Its always hard to see someone you care about going through something that you literally can not help them through. Its even harder to see it get worse and worse and worse. What I didn't realize that its just as hard when its you going through something and you know that no one can say or do anything to ease the hurt. Specially when that is the one thing you want. Someone to tell you its gonna be ok and really feel like it is. I understand that the reality is it does get better but when your world crashes around you and then crashes again and again... a light at the end of a tunnel is the last thing you ever expect to see again. I can honestly say that even on a good day in the last 2 weeks, I cant see the light at the end yet. I feel like maybe I will someday, and believe when i say someday, the sooner that someday gets here the better.

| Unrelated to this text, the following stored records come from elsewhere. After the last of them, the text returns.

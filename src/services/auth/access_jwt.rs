use jsonwebtoken::{Algorithm, DecodingKey, Validation};
use serde::Deserialize;
use std::{collections::HashSet, error::Error as StdError, fmt, sync::Arc};
use uuid::Uuid;

use crate::repos::UserLookup;

// Errors returned by access-token verification + claim schema validation.
#[derive(Debug)]
pub enum AccessJwtError {
    Jwt(jsonwebtoken::errors::Error),
    EmptyUserId,
    InvalidUserId,
}

impl fmt::Display for AccessJwtError {
    fn fmt(&self, f: &mut fmt::Formatter<'_>) -> fmt::Result {
        match self {
            Self::Jwt(e) => write!(f, "jwt verification failed: {}", e),
            Self::EmptyUserId => write!(f, "empty 'userId' claim"),
            Self::InvalidUserId => write!(f, "invalid 'userId' (expected UUID)"),
        }
    }
}

impl StdError for AccessJwtError {
    fn source(&self) -> Option<&(dyn StdError + 'static)> {
        match self {
            Self::Jwt(e) => Some(e),
            _ => None,
        }
    }
}

impl From<jsonwebtoken::errors::Error> for AccessJwtError {
    fn from(e: jsonwebtoken::errors::Error) -> Self {
        Self::Jwt(e)
    }
}

/// Access token (JWT) claims.
///
/// `userId` is required: a payload without it fails to deserialize and the token is
/// rejected before any lookup happens. `exp` / `nbf` are checked by `Validation`
/// against the raw payload and are not kept here.
#[derive(Debug, Clone, Deserialize)]
pub struct AccessTokenClaims {
    #[serde(rename = "userId")]
    pub user_id: String,
}

/// Verified token, reduced to what the authenticator needs.
#[derive(Debug, Clone, PartialEq, Eq)]
pub struct VerifiedAccessToken {
    pub user_id: Uuid,
}

/// HS256 access-token verifier plus the user lookup used to resolve identities.
///
/// - Key material is intentionally not printable via Debug.
#[derive(Clone)]
pub struct AuthService {
    decoding_key: DecodingKey,
    validation: Validation,
    users: Arc<dyn UserLookup>,
}

impl std::fmt::Debug for AuthService {
    fn fmt(&self, f: &mut std::fmt::Formatter<'_>) -> std::fmt::Result {
        // Do not print key material
        f.debug_struct("AuthService")
            .field("validation", &self.validation)
            .finish_non_exhaustive()
    }
}

impl AuthService {
    pub fn new(secret: &str, leeway_seconds: u64, users: Arc<dyn UserLookup>) -> Self {
        let decoding_key = DecodingKey::from_secret(secret.as_bytes());

        // Algorithm is pinned; a token signed with anything but HS256 is rejected.
        let mut validation = Validation::new(Algorithm::HS256);
        validation.leeway = leeway_seconds;
        // `exp` / `nbf` are checked when present but not required.
        validation.required_spec_claims = HashSet::new();
        validation.validate_nbf = true;
        validation.validate_aud = false;

        Self {
            decoding_key,
            validation,
            users,
        }
    }

    pub fn users(&self) -> &dyn UserLookup {
        self.users.as_ref()
    }

    /// Verify signature / algorithm / expiry and decode the claims.
    pub fn decode(&self, token: &str) -> Result<AccessTokenClaims, jsonwebtoken::errors::Error> {
        let data =
            jsonwebtoken::decode::<AccessTokenClaims>(token, &self.decoding_key, &self.validation)?;

        Ok(data.claims)
    }

    /// Verify, then validate the claim schema.
    ///
    /// `userId` must be a non-blank UUID string.
    pub fn verify(&self, token: &str) -> Result<VerifiedAccessToken, AccessJwtError> {
        let claims = self.decode(token)?;

        let raw = claims.user_id.trim();
        if raw.is_empty() {
            return Err(AccessJwtError::EmptyUserId);
        }
        let user_id = Uuid::parse_str(raw).map_err(|_| AccessJwtError::InvalidUserId)?;

        Ok(VerifiedAccessToken { user_id })
    }
}
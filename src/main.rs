/*
 * Responsibility
 * - tokio runtime 起動
 * - app::run() の呼び出し（ロジックは置かない）
 */
use anyhow::Result;

#[tokio::main]
async fn main() -> Result<()> {
    bearer_gate::app::run().await
}
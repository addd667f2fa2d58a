/*!
 * Authenticated identity extractor
 *
 * Responsibility:
 * - 認証済みリクエストの identity（CurrentUser）を handler に提供する
 * - HTTP / axum 依存は core に閉じ込め、型定義は types に分離する
 *
 * Public API:
 * - CurrentUser
 * - CurrentUserExtractor
 */

mod core;
mod types;

pub use self::core::CurrentUserExtractor;
pub use types::CurrentUser;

My rain storm turned into a thunderstorm then turned into a tsunami. The good news is that i have seen an occasional rainbow and that in itself gives me hope. Because I know that a rainbow is God's promise that he will guide us through any storm, I force myself to wake up, get up and move. So far my rainbow has peaked through the storm clouds a few times which gives me hope that my storm is coming to an end... Right now hope and faith are my saving grace. Without those occasional glimpses, I would be lost. Thank God for my rainbow, my light at the end of the tunnel.
When you feel battered by life’s storms and you are filled with doubt. Just remember God’s rainbow is coming and He’ll be there for you
When the rainbow is in the clouds, I will see it and remember the everlasting covenant between God and every living creature of all flesh that is on the earth.